Ted Swedenburg signale sur son blog une initiative qui devrait pouvoir trouver un équivalent en France (peut-être grâce aux lecteurs de ces lignes) : The Kufiyeh Project vend directement en ligne le “vrai” keffieh palestinien, aujourd’hui menacé d’être transformé en gadget à la mode par la mondialisation triomphante.
“Retour” également sur un thème régulièrement évoqué dans ces chroniques, celui du boycott (voir la liste des mots clés), une question sur laquelle s’affrontent des positions diamétralement opposées, et selon des logiques politiques qui peuvent étonner. Après Beyrouth (voir ce billet), une nouvelle illustration en a été fournie par la venue au Caire de Daniel Barenboïm, fondateur, avec son ami, aujourd’hui décédé, Edward Said, du West-Eastern Divan Orchestra. Citoyen israélien (sa famille a émigré dans ce pays alors qu’il avait 9 ans), le pianiste et chef d’orchestre d’origine argentine porte aussi la citoyenneté palestinienne qui lui a été donnée par l’Autorité installée à Ramallah en reconnaissance de son combat en faveur de la cause palestinienne.
Vendredi dernier, Barenboïm s’est donc produit à l’opéra du Caire, devenant ainsi le premier musicien israélien à se produire officiellement en Egypte. Curieusement, comme le note cet article du quotidien Al-Hayat, c’est le très libéral Wafd qui a mené campagne contre cette représentation considérée comme une étape supplémentaire sur la voie de la normalisation avec l’ennemi israélien. Et tout aussi curieusement au regard des réflexes politiques traditionnels, ce sont des voix bien connues pour leur enracinement à gauche qui ont défendu le principe d’un tel concert.
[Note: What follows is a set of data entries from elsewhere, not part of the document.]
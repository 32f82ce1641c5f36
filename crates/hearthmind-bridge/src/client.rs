//! Bridge MQTT client.
//!
//! One broker connection, one event-loop task. Retained snapshot topics are
//! the authoritative baseline and are re-delivered by the broker after every
//! reconnect; response-topic messages are deltas. Request/response is
//! emulated: publish on the request topic, then take the next message on the
//! paired response topic (or a fresh retained snapshot, whichever arrives
//! first). At most one request is in flight per topic, serialized by a
//! per-topic lock.

use crate::capability::{Availability, BridgeInfo, ZigbeeCapabilityRecord, parse_capability_list};
use crate::error::{BridgeError, BridgeResult};
use crate::topics::{self, TopicSet};
use dashmap::DashMap;
use hearthmind_core::config::BridgeConfig;
use hearthmind_core::health::SessionEvent;
use rumqttc::{AsyncClient, Event, EventLoop, MqttOptions, Packet, QoS};
use serde_json::{Value, json};
use std::collections::HashMap;
use std::sync::Arc;
use std::sync::atomic::{AtomicBool, Ordering};
use std::time::Duration;
use tokio::sync::{Mutex, RwLock, broadcast, mpsc};
use tracing::{debug, info, warn};
use uuid::Uuid;

/// Bridge device dumps for large networks run into megabytes.
const MAX_PACKET_SIZE: usize = 10 * 1024 * 1024;

/// The bridge MQTT client.
pub struct BridgeClient {
    config: BridgeConfig,
    client: AsyncClient,
    topics: TopicSet,
    /// Latest payload per retained snapshot topic.
    retained: RwLock<HashMap<String, Value>>,
    /// Per-device availability, keyed by friendly name.
    availability: RwLock<HashMap<String, Availability>>,
    /// Armed next-message waiters, keyed by topic.
    waiters: DashMap<String, mpsc::Sender<Value>>,
    /// Per-resource request serialization locks.
    request_locks: DashMap<String, Arc<Mutex<()>>>,
    lifecycle_tx: broadcast::Sender<SessionEvent>,
    connected: AtomicBool,
    ever_connected: AtomicBool,
    closed: AtomicBool,
}

impl BridgeClient {
    /// Connect to the broker and spawn the event-loop task.
    ///
    /// Subscriptions are issued on every `ConnAck` so they survive broker
    /// reconnects; rumqttc handles the broker-level retry itself.
    pub async fn connect(config: BridgeConfig) -> BridgeResult<Arc<Self>> {
        let client_id = config
            .client_id
            .clone()
            .unwrap_or_else(|| format!("hearthmind-{}", Uuid::new_v4()));

        let mut options = MqttOptions::new(client_id, &config.broker, config.port);
        options.set_keep_alive(Duration::from_secs(config.keep_alive_secs));
        options.set_max_packet_size(MAX_PACKET_SIZE, MAX_PACKET_SIZE);
        if let (Some(username), Some(password)) = (&config.username, &config.password) {
            options.set_credentials(username, password);
        }

        let (client, eventloop) = AsyncClient::new(options, 64);
        let topics = TopicSet::new(&config.base_topic);

        let bridge = Arc::new(Self {
            config,
            client,
            topics,
            retained: RwLock::new(HashMap::new()),
            availability: RwLock::new(HashMap::new()),
            waiters: DashMap::new(),
            request_locks: DashMap::new(),
            lifecycle_tx: broadcast::channel(16).0,
            connected: AtomicBool::new(false),
            ever_connected: AtomicBool::new(false),
            closed: AtomicBool::new(false),
        });

        tokio::spawn(Arc::clone(&bridge).run_event_loop(eventloop));
        info!(broker = %bridge.config.broker_addr(), base = %bridge.config.base_topic, "bridge client started");
        Ok(bridge)
    }

    /// The topic conventions in use.
    pub fn topics(&self) -> &TopicSet {
        &self.topics
    }

    /// Whether the broker connection is currently up.
    pub fn is_connected(&self) -> bool {
        self.connected.load(Ordering::Relaxed)
    }

    /// Lifecycle events (connected, reconnected, disconnected).
    pub fn lifecycle(&self) -> broadcast::Receiver<SessionEvent> {
        self.lifecycle_tx.subscribe()
    }

    /// Request the bridge's device list.
    ///
    /// Publishes on the request topic and awaits the next message on the
    /// paired response topic, or a fresh retained device dump, whichever
    /// arrives first. On [`BridgeError::Timeout`] the caller falls back to
    /// the last good cached snapshot.
    pub async fn request_device_list(
        &self,
        timeout: Duration,
    ) -> BridgeResult<Vec<ZigbeeCapabilityRecord>> {
        let payload = self.request(topics::DEVICES, json!({}), timeout).await?;
        let list = extract_list(&payload);
        let (records, _skipped) = parse_capability_list(list);
        Ok(records)
    }

    /// The last retained device dump, if the broker has delivered one.
    /// Retained data is the authoritative baseline after (re)connect.
    pub async fn retained_device_list(&self) -> Option<Vec<ZigbeeCapabilityRecord>> {
        let retained = self.retained.read().await;
        let payload = retained.get(&self.topics.devices())?;
        let (records, _skipped) = parse_capability_list(payload);
        Some(records)
    }

    /// Latest payload on one retained snapshot topic.
    pub async fn retained(&self, topic: &str) -> Option<Value> {
        self.retained.read().await.get(topic).cloned()
    }

    /// Bridge/coordinator metadata, when the info topic has been seen.
    pub async fn bridge_info(&self) -> Option<BridgeInfo> {
        let payload = self.retained(&self.topics.info()).await?;
        Some(BridgeInfo::parse(&payload))
    }

    /// Raw retained group dump.
    pub async fn retained_groups(&self) -> Option<Value> {
        self.retained(&self.topics.groups()).await
    }

    /// Last published availability for a device, by friendly name.
    pub async fn availability_of(&self, friendly_name: &str) -> Option<Availability> {
        self.availability.read().await.get(friendly_name).copied()
    }

    /// Disconnect and stop the event-loop task. Terminal.
    pub async fn close(&self) {
        self.closed.store(true, Ordering::SeqCst);
        let _ = self.client.disconnect().await;
    }

    /// Topic-correlated request/response: publish, then take the next
    /// message on the paired response topic. One in-flight request per
    /// resource; concurrent callers serialize on the per-topic lock.
    pub async fn request(
        &self,
        resource: &str,
        payload: Value,
        timeout: Duration,
    ) -> BridgeResult<Value> {
        let lock = self
            .request_locks
            .entry(resource.to_string())
            .or_insert_with(|| Arc::new(Mutex::new(())))
            .clone();
        let _guard = lock.lock().await;

        let response_topic = self.topics.response(resource);
        let snapshot_topic = self.topics.snapshot_for(resource);

        // Arm the waiter before publishing so a fast reply cannot slip past.
        let (tx, mut rx) = mpsc::channel(1);
        self.waiters.insert(response_topic.clone(), tx.clone());
        if let Some(topic) = &snapshot_topic {
            self.waiters.insert(topic.clone(), tx);
        }

        let request_topic = self.topics.request(resource);
        debug!(topic = %request_topic, "publishing bridge request");
        let publish = self
            .client
            .publish(&request_topic, QoS::AtLeastOnce, false, payload.to_string())
            .await;

        let outcome = match publish {
            Err(err) => Err(BridgeError::from(err)),
            Ok(()) => match tokio::time::timeout(timeout, rx.recv()).await {
                Ok(Some(value)) => Ok(value),
                Ok(None) => Err(BridgeError::Transport("bridge client stopped".to_string())),
                Err(_) => Err(BridgeError::Timeout(timeout)),
            },
        };

        self.waiters.remove(&response_topic);
        if let Some(topic) = &snapshot_topic {
            self.waiters.remove(topic);
        }
        outcome
    }

    /// Event-loop task: the single reader of the broker connection.
    async fn run_event_loop(self: Arc<Self>, mut eventloop: EventLoop) {
        loop {
            match eventloop.poll().await {
                Ok(Event::Incoming(Packet::ConnAck(_))) => {
                    self.connected.store(true, Ordering::Relaxed);
                    if let Err(err) = self.subscribe_all().await {
                        warn!(error = %err, "bridge resubscription failed");
                    }
                    let event = if self.ever_connected.swap(true, Ordering::Relaxed) {
                        info!("bridge reconnected, retained baseline incoming");
                        SessionEvent::Reconnected
                    } else {
                        SessionEvent::Connected
                    };
                    let _ = self.lifecycle_tx.send(event);
                }
                Ok(Event::Incoming(Packet::Publish(publish))) => {
                    self.handle_publish(&publish.topic, publish.payload.as_ref())
                        .await;
                }
                Ok(_) => {}
                Err(err) => {
                    if self.closed.load(Ordering::SeqCst) {
                        break;
                    }
                    if self.connected.swap(false, Ordering::Relaxed) {
                        let _ = self.lifecycle_tx.send(SessionEvent::Disconnected);
                    }
                    warn!(error = %err, "bridge connection error, rumqttc will retry");
                    tokio::time::sleep(Duration::from_secs(1)).await;
                }
            }
        }
        debug!("bridge event loop stopped");
    }

    /// Subscribe to the retained snapshot topics, the response tree, and the
    /// availability wildcard.
    async fn subscribe_all(&self) -> BridgeResult<()> {
        for topic in self.topics.snapshots() {
            self.client.subscribe(topic, QoS::AtLeastOnce).await?;
        }
        self.client
            .subscribe(self.topics.response_wildcard(), QoS::AtLeastOnce)
            .await?;
        self.client
            .subscribe(self.topics.availability_wildcard(), QoS::AtLeastOnce)
            .await?;
        Ok(())
    }

    /// Route one publish: resolve armed waiters, refresh the retained
    /// baseline, track availability.
    async fn handle_publish(&self, topic: &str, payload: &[u8]) {
        let value: Value = match serde_json::from_slice(payload) {
            Ok(value) => value,
            // Availability payloads may be bare words, not JSON.
            Err(_) => Value::String(String::from_utf8_lossy(payload).into_owned()),
        };

        if let Some(waiter) = self.waiters.get(topic) {
            let _ = waiter.value().try_send(value.clone());
        }

        if self.topics.is_snapshot(topic) {
            self.retained
                .write()
                .await
                .insert(topic.to_string(), value);
            return;
        }

        if let Some(friendly_name) = self.topics.availability_device(topic) {
            match Availability::parse(&value) {
                Some(availability) => {
                    self.availability
                        .write()
                        .await
                        .insert(friendly_name.to_string(), availability);
                }
                None => debug!(topic, "unrecognized availability payload"),
            }
        }
    }
}

/// Unwrap a list from either a retained dump (bare array) or a response
/// envelope (`{"data": [...], "status": "ok"}`).
fn extract_list(payload: &Value) -> &Value {
    if payload.is_array() {
        payload
    } else {
        payload.get("data").unwrap_or(payload)
    }
}
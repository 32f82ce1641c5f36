//! The bridge's topic conventions.
//!
//! Retained snapshots: `<base>/bridge/devices|groups|info|networkmap`.
//! Request/response emulation: `<base>/bridge/request/<resource>/list` paired
//! with `<base>/bridge/response/<resource>/list`.
//! Per-device availability: `<base>/<friendly_name>/availability`.

/// Resource name for the device list.
pub const DEVICES: &str = "devices";

/// Resource name for the group list.
pub const GROUPS: &str = "groups";

/// Topic builder for one bridge instance, identified by its base topic.
#[derive(Debug, Clone)]
pub struct TopicSet {
    base: String,
}

impl TopicSet {
    /// Create a topic set for a base topic, e.g. `zigbee2mqtt`.
    pub fn new(base: impl Into<String>) -> Self {
        Self { base: base.into() }
    }

    /// The base topic.
    pub fn base(&self) -> &str {
        &self.base
    }

    /// Retained device dump.
    pub fn devices(&self) -> String {
        format!("{}/bridge/devices", self.base)
    }

    /// Retained group dump.
    pub fn groups(&self) -> String {
        format!("{}/bridge/groups", self.base)
    }

    /// Retained bridge/coordinator info.
    pub fn info(&self) -> String {
        format!("{}/bridge/info", self.base)
    }

    /// Retained network map.
    pub fn network_map(&self) -> String {
        format!("{}/bridge/networkmap", self.base)
    }

    /// Request topic for a resource list.
    pub fn request(&self, resource: &str) -> String {
        format!("{}/bridge/request/{}/list", self.base, resource)
    }

    /// Response topic paired with [`Self::request`].
    pub fn response(&self, resource: &str) -> String {
        format!("{}/bridge/response/{}/list", self.base, resource)
    }

    /// Wildcard subscription covering every response topic.
    pub fn response_wildcard(&self) -> String {
        format!("{}/bridge/response/#", self.base)
    }

    /// Wildcard subscription for per-device availability.
    pub fn availability_wildcard(&self) -> String {
        format!("{}/+/availability", self.base)
    }

    /// All retained snapshot topics, subscribed on (re)connect.
    pub fn snapshots(&self) -> [String; 4] {
        [self.devices(), self.groups(), self.info(), self.network_map()]
    }

    /// Whether `topic` is one of the retained snapshot topics.
    pub fn is_snapshot(&self, topic: &str) -> bool {
        self.snapshots().iter().any(|t| t == topic)
    }

    /// The retained snapshot topic that can answer a resource request, if
    /// one exists. A fresh retained dump supersedes waiting on the response
    /// topic.
    pub fn snapshot_for(&self, resource: &str) -> Option<String> {
        match resource {
            DEVICES => Some(self.devices()),
            GROUPS => Some(self.groups()),
            _ => None,
        }
    }

    /// Extract the friendly name from an availability topic, if `topic` is
    /// one.
    pub fn availability_device<'t>(&self, topic: &'t str) -> Option<&'t str> {
        let rest = topic.strip_prefix(self.base.as_str())?.strip_prefix('/')?;
        let name = rest.strip_suffix("/availability")?;
        // `<base>/bridge/...` topics are not devices.
        if name.is_empty() || name == "bridge" || name.contains('/') {
            return None;
        }
        Some(name)
    }
}

#[cfg(test)]
mod tests {
    use super::*;

    #[test]
    fn topic_shapes() {
        let topics = TopicSet::new("z2m");
        assert_eq!(topics.devices(), "z2m/bridge/devices");
        assert_eq!(topics.request(DEVICES), "z2m/bridge/request/devices/list");
        assert_eq!(topics.response(DEVICES), "z2m/bridge/response/devices/list");
        assert_eq!(topics.response_wildcard(), "z2m/bridge/response/#");
        assert_eq!(topics.availability_wildcard(), "z2m/+/availability");
    }

    #[test]
    fn snapshot_classification() {
        let topics = TopicSet::new("zigbee2mqtt");
        assert!(topics.is_snapshot("zigbee2mqtt/bridge/devices"));
        assert!(topics.is_snapshot("zigbee2mqtt/bridge/networkmap"));
        assert!(!topics.is_snapshot("zigbee2mqtt/bridge/response/devices/list"));
        assert!(!topics.is_snapshot("other/bridge/devices"));
    }

    #[test]
    fn snapshot_for_known_resources() {
        let topics = TopicSet::new("z2m");
        assert_eq!(topics.snapshot_for(DEVICES), Some("z2m/bridge/devices".to_string()));
        assert_eq!(topics.snapshot_for("health"), None);
    }

    #[test]
    fn availability_device_extraction() {
        let topics = TopicSet::new("z2m");
        assert_eq!(
            topics.availability_device("z2m/kitchen_sensor/availability"),
            Some("kitchen_sensor")
        );
        assert_eq!(topics.availability_device("z2m/bridge/availability"), None);
        assert_eq!(topics.availability_device("z2m/kitchen_sensor/state"), None);
        assert_eq!(topics.availability_device("other/dev/availability"), None);
    }
}
//! Identity resolution across the two device id spaces.
//!
//! The hub assigns its own device ids; the bridge keys radios by hardware
//! address. Neither can serve as the other's primary key, so reconciliation
//! produces a third, derived view: one [`ReconciledDeviceView`] per hub
//! device, with at most one capability record attached. Resolution tries the
//! operator's explicit link table first, then normalized name/model
//! similarity. An unresolved identity is an expected outcome, not an error,
//! and unclaimed bridge records are returned separately so nothing is
//! silently dropped.

use crate::cache::{CapabilityCache, RegistryCache};
use hearthmind_bridge::ZigbeeCapabilityRecord;
use hearthmind_core::config::DiscoveryConfig;
use hearthmind_hub::{Area, Device};
use serde::Serialize;
use std::collections::{HashMap, HashSet};
use tracing::debug;

/// Minimum normalized-name similarity for a fallback link.
const NAME_MATCH_THRESHOLD: f64 = 0.8;

/// Relaxed name threshold when the model ids agree.
const NAME_WITH_MODEL_THRESHOLD: f64 = 0.5;

/// How a device/capability link was established.
#[derive(Debug, Clone, Copy, PartialEq, Eq, Serialize)]
#[serde(rename_all = "snake_case")]
pub enum LinkOrigin {
    /// Operator-pinned in the explicit link table.
    Explicit,
    /// Normalized friendly-name/model similarity.
    NameModel,
    /// No capability record could be resolved. Normal steady state for
    /// non-Zigbee devices.
    Unmatched,
}

/// The unified read model: one per hub device. Derived and rebuildable, never
/// persisted as a source of truth.
#[derive(Debug, Clone, PartialEq, Serialize)]
pub struct ReconciledDeviceView {
    pub device: Device,
    /// Resolved area record, when the device has an assignment the area
    /// registry knows.
    pub area: Option<Area>,
    /// The linked radio capability record, when identity resolution
    /// succeeded.
    pub capability: Option<ZigbeeCapabilityRecord>,
    pub origin: LinkOrigin,
}

/// Output of one reconciliation pass.
#[derive(Debug, Clone, Default)]
pub struct ReconciledModel {
    /// One view per live hub device.
    pub views: Vec<ReconciledDeviceView>,
    /// Bridge records no hub device claimed. Exposed so nothing disappears.
    pub unlinked: Vec<ZigbeeCapabilityRecord>,
}

/// Reconciliation engine. Cheap to run, so the model is computed on demand
/// instead of eagerly cached.
pub struct ReconciliationEngine {
    config: DiscoveryConfig,
}

impl ReconciliationEngine {
    pub fn new(config: DiscoveryConfig) -> Self {
        Self { config }
    }

    /// Produce the current model from the two caches.
    pub async fn reconcile(
        &self,
        registry: &RegistryCache,
        capabilities: &CapabilityCache,
    ) -> ReconciledModel {
        let maps = registry.maps().await;
        let records = capabilities.all().await;
        reconcile_model(&self.config, maps.devices, &maps.areas, records)
    }
}

/// Pure reconciliation over already-captured state. Deterministic and
/// order-independent: inputs are sorted before matching.
pub fn reconcile_model(
    config: &DiscoveryConfig,
    devices: HashMap<String, Device>,
    areas: &HashMap<String, Area>,
    records: Vec<ZigbeeCapabilityRecord>,
) -> ReconciledModel {
    let mut devices: Vec<Device> = devices
        .into_values()
        .filter(|device| !device.is_removed())
        .collect();
    devices.sort_by(|a, b| a.id.cmp(&b.id));

    let mut by_address: HashMap<String, ZigbeeCapabilityRecord> = records
        .into_iter()
        .map(|record| (record.ieee_address.clone(), record))
        .collect();
    let mut claimed: HashSet<String> = HashSet::new();

    let mut views = Vec::with_capacity(devices.len());
    for device in devices {
        let (capability, origin) = resolve_identity(config, &device, &by_address, &claimed);
        if let Some(record) = &capability {
            claimed.insert(record.ieee_address.clone());
        }

        let area = device
            .area_id
            .as_ref()
            .and_then(|area_id| areas.get(area_id))
            .cloned();

        views.push(ReconciledDeviceView {
            device,
            area,
            capability,
            origin,
        });
    }

    let mut unlinked: Vec<ZigbeeCapabilityRecord> = by_address
        .drain()
        .filter(|(address, _)| !claimed.contains(address))
        .map(|(_, record)| record)
        .collect();
    unlinked.sort_by(|a, b| a.ieee_address.cmp(&b.ieee_address));

    ReconciledModel { views, unlinked }
}

/// Resolve one device against the unclaimed capability records.
fn resolve_identity(
    config: &DiscoveryConfig,
    device: &Device,
    by_address: &HashMap<String, ZigbeeCapabilityRecord>,
    claimed: &HashSet<String>,
) -> (Option<ZigbeeCapabilityRecord>, LinkOrigin) {
    // (a) the explicit link table.
    if let Some(address) = config.explicit_links.get(&device.id) {
        match by_address.get(address) {
            Some(record) if !claimed.contains(address) => {
                return (Some(record.clone()), LinkOrigin::Explicit);
            }
            _ => {
                debug!(
                    device_id = %device.id,
                    address = %address,
                    "explicit link points at an absent or already-claimed record"
                );
                return (None, LinkOrigin::Unmatched);
            }
        }
    }

    // (b) normalized name/model similarity, for devices that plausibly live
    // behind the bridge.
    if !is_bridge_candidate(config, device) {
        return (None, LinkOrigin::Unmatched);
    }

    let device_name = normalize(device.display_name());
    let device_model = device
        .model_id
        .as_deref()
        .or(device.model.as_deref())
        .map(normalize);

    let mut best: Option<(&ZigbeeCapabilityRecord, f64)> = None;
    let mut addresses: Vec<&String> = by_address.keys().collect();
    addresses.sort();

    for address in addresses {
        if claimed.contains(address) {
            continue;
        }
        let record = &by_address[address];
        let record_name = record
            .friendly_name
            .as_deref()
            .map(normalize)
            .unwrap_or_default();
        let name_score = bigram_dice(&device_name, &record_name);

        let model_agrees = match (&device_model, &record.model) {
            (Some(device_model), Some(record_model)) => {
                !device_model.is_empty() && *device_model == normalize(record_model)
            }
            _ => false,
        };

        let threshold = if model_agrees {
            NAME_WITH_MODEL_THRESHOLD
        } else {
            NAME_MATCH_THRESHOLD
        };
        if name_score < threshold {
            continue;
        }

        if best.map_or(true, |(_, best_score)| name_score > best_score) {
            best = Some((record, name_score));
        }
    }

    match best {
        Some((record, _)) => (Some(record.clone()), LinkOrigin::NameModel),
        None => (None, LinkOrigin::Unmatched),
    }
}

/// Whether a device could plausibly be one of the bridge's radios: its
/// integration domain is one the bridge publishes through, its config entry
/// is mapped to a bridge base topic, or the hub gave us nothing to rule it
/// out with.
fn is_bridge_candidate(config: &DiscoveryConfig, device: &Device) -> bool {
    if let Some(entry) = &device.config_entry_id {
        if config.bridge_config_entries.contains_key(entry) {
            return true;
        }
    }
    match &device.integration {
        Some(integration) => config.bridge_integrations.iter().any(|i| i == integration),
        None => true,
    }
}

/// Lowercased, alphanumeric-only form used for all similarity comparisons.
fn normalize(raw: &str) -> String {
    raw.chars()
        .filter(|c| c.is_alphanumeric())
        .flat_map(char::to_lowercase)
        .collect()
}

/// Dice coefficient over character bigrams. 1.0 for identical strings, 0.0
/// for disjoint ones; equal single-character strings compare exactly.
fn bigram_dice(a: &str, b: &str) -> f64 {
    if a.is_empty() || b.is_empty() {
        return 0.0;
    }
    if a == b {
        return 1.0;
    }

    let bigrams = |s: &str| -> Vec<(char, char)> {
        let chars: Vec<char> = s.chars().collect();
        chars.windows(2).map(|w| (w[0], w[1])).collect()
    };

    let a_grams = bigrams(a);
    let mut b_grams = bigrams(b);
    if a_grams.is_empty() || b_grams.is_empty() {
        return 0.0;
    }

    let mut overlap = 0usize;
    for gram in &a_grams {
        if let Some(pos) = b_grams.iter().position(|g| g == gram) {
            b_grams.swap_remove(pos);
            overlap += 1;
        }
    }

    (2.0 * overlap as f64) / (a_grams.len() + bigrams(b).len()) as f64
}

#[cfg(test)]
mod tests {
    use super::*;
    use hearthmind_bridge::parse_capability_record;
    use serde_json::json;

    fn device(id: &str, name: &str, integration: Option<&str>) -> Device {
        serde_json::from_value(json!({
            "id": id,
            "name": name,
            "integration": integration
        }))
        .unwrap()
    }

    fn record(address: &str, friendly_name: &str) -> ZigbeeCapabilityRecord {
        parse_capability_record(&json!({
            "ieee_address": address,
            "friendly_name": friendly_name
        }))
        .unwrap()
    }

    fn devices_map(devices: Vec<Device>) -> HashMap<String, Device> {
        devices.into_iter().map(|d| (d.id.clone(), d)).collect()
    }

    #[test]
    fn normalize_strips_case_and_punctuation() {
        assert_eq!(normalize("Kitchen Sensor"), "kitchensensor");
        assert_eq!(normalize("kitchen_sensor"), "kitchensensor");
        assert_eq!(normalize("TRÅDFRI-bulb"), "trådfribulb");
    }

    #[test]
    fn dice_bounds() {
        assert_eq!(bigram_dice("kitchensensor", "kitchensensor"), 1.0);
        assert_eq!(bigram_dice("abc", "xyz"), 0.0);
        assert_eq!(bigram_dice("", "anything"), 0.0);
        let close = bigram_dice("kitchensensor", "kitchensensor2");
        assert!(close > 0.8, "near-identical names should score high: {close}");
    }

    #[test]
    fn explicit_link_wins_over_name_similarity() {
        let config = DiscoveryConfig::default().with_explicit_link("dev-1", "0x02");
        let devices = devices_map(vec![device("dev-1", "porch_light", Some("mqtt"))]);
        // 0x01 would win on name; the pin says 0x02.
        let records = vec![record("0x01", "porch_light"), record("0x02", "weird_name")];

        let model = reconcile_model(&config, devices, &HashMap::new(), records);
        let view = &model.views[0];
        assert_eq!(view.origin, LinkOrigin::Explicit);
        assert_eq!(view.capability.as_ref().unwrap().ieee_address, "0x02");
        assert_eq!(model.unlinked.len(), 1);
        assert_eq!(model.unlinked[0].ieee_address, "0x01");
    }

    #[test]
    fn name_similarity_links_normalized_variants() {
        let config = DiscoveryConfig::default();
        let devices = devices_map(vec![device("dev-1", "Kitchen Sensor", Some("mqtt"))]);
        let records = vec![record("0x0a", "kitchen_sensor")];

        let model = reconcile_model(&config, devices, &HashMap::new(), records);
        assert_eq!(model.views[0].origin, LinkOrigin::NameModel);
        assert!(model.unlinked.is_empty());
    }

    #[test]
    fn model_agreement_relaxes_name_threshold() {
        let config = DiscoveryConfig::default();
        let mut dev = device("dev-1", "Hallway motion", Some("mqtt"));
        dev.model_id = Some("RTCGQ11LM".to_string());
        let devices = devices_map(vec![dev]);

        let mut rec = record("0x0b", "hall_motion");
        rec.model = Some("RTCGQ11LM".to_string());

        let model = reconcile_model(&config, devices, &HashMap::new(), vec![rec]);
        assert_eq!(model.views[0].origin, LinkOrigin::NameModel);
    }

    #[test]
    fn non_bridge_integrations_never_match_by_name() {
        let config = DiscoveryConfig::default();
        let devices = devices_map(vec![device("dev-1", "porch_light", Some("hue"))]);
        let records = vec![record("0x01", "porch_light")];

        let model = reconcile_model(&config, devices, &HashMap::new(), records);
        assert_eq!(model.views[0].origin, LinkOrigin::Unmatched);
        assert_eq!(model.unlinked.len(), 1);
    }

    #[test]
    fn unmatched_devices_and_records_are_both_kept() {
        let config = DiscoveryConfig::default();
        let devices = devices_map(vec![
            device("dev-1", "porch_light", Some("mqtt")),
            device("dev-2", "cloud_thing", Some("cloudapi")),
        ]);
        let records = vec![
            record("0x01", "porch_light"),
            record("0x02", "orphan_radio"),
            record("0x03", "another_orphan"),
        ];

        let model = reconcile_model(&config, devices, &HashMap::new(), records);
        assert_eq!(model.views.len(), 2);

        let linked = model
            .views
            .iter()
            .filter(|view| view.capability.is_some())
            .count();
        // Nothing silently dropped: linked + unlinked == all records.
        assert_eq!(linked + model.unlinked.len(), 3);
    }

    #[test]
    fn reconcile_is_idempotent_and_order_independent() {
        let config = DiscoveryConfig::default();
        let devices = vec![
            device("dev-2", "kitchen_sensor", Some("mqtt")),
            device("dev-1", "porch_light", Some("mqtt")),
        ];
        let records = vec![
            record("0x02", "porch_light"),
            record("0x01", "kitchen_sensor"),
        ];

        let forward = reconcile_model(
            &config,
            devices_map(devices.clone()),
            &HashMap::new(),
            records.clone(),
        );
        let reversed = reconcile_model(
            &config,
            devices_map(devices.into_iter().rev().collect()),
            &HashMap::new(),
            records.into_iter().rev().collect(),
        );

        assert_eq!(forward.views, reversed.views);
        assert_eq!(forward.unlinked, reversed.unlinked);
    }

    #[test]
    fn one_record_is_claimed_at_most_once() {
        let config = DiscoveryConfig::default();
        let devices = devices_map(vec![
            device("dev-1", "bulb", Some("mqtt")),
            device("dev-2", "bulb", Some("mqtt")),
        ]);
        let records = vec![record("0x01", "bulb")];

        let model = reconcile_model(&config, devices, &HashMap::new(), records);
        let linked = model
            .views
            .iter()
            .filter(|view| view.capability.is_some())
            .count();
        assert_eq!(linked, 1);
        assert!(model.unlinked.is_empty());
    }

    #[test]
    fn removed_devices_are_excluded_from_views() {
        let config = DiscoveryConfig::default();
        let mut gone = device("dev-1", "old_plug", Some("mqtt"));
        gone.removed_at = Some(chrono::Utc::now());
        let devices = devices_map(vec![gone, device("dev-2", "live_plug", Some("mqtt"))]);

        let model = reconcile_model(&config, devices, &HashMap::new(), Vec::new());
        assert_eq!(model.views.len(), 1);
        assert_eq!(model.views[0].device.id, "dev-2");
    }
}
Farida Naqqache (فريدة النقاش) par exemple, la rédactrice en chef du très nationaliste Al-Ahali, reproche à ceux qui critiquent la venue de Barenboïm de se situer dans la logique même du sionisme et de faire l’amalgame entre l’appartenance religieuse d’un artiste et ses prises de position politiques, très critiques du sionisme.
Il est vrai que nombre de commentateurs (voir cet article sur Elaph) notent également que ce concert, d’abord prévu en janvier et reporté en raison du bombardement de Gaza, tombe à point pour servir le ministre égyptien de la Culture, en pleine campagne pour son élection à la tête de l’Unesco (des détails dans ce précédent billet).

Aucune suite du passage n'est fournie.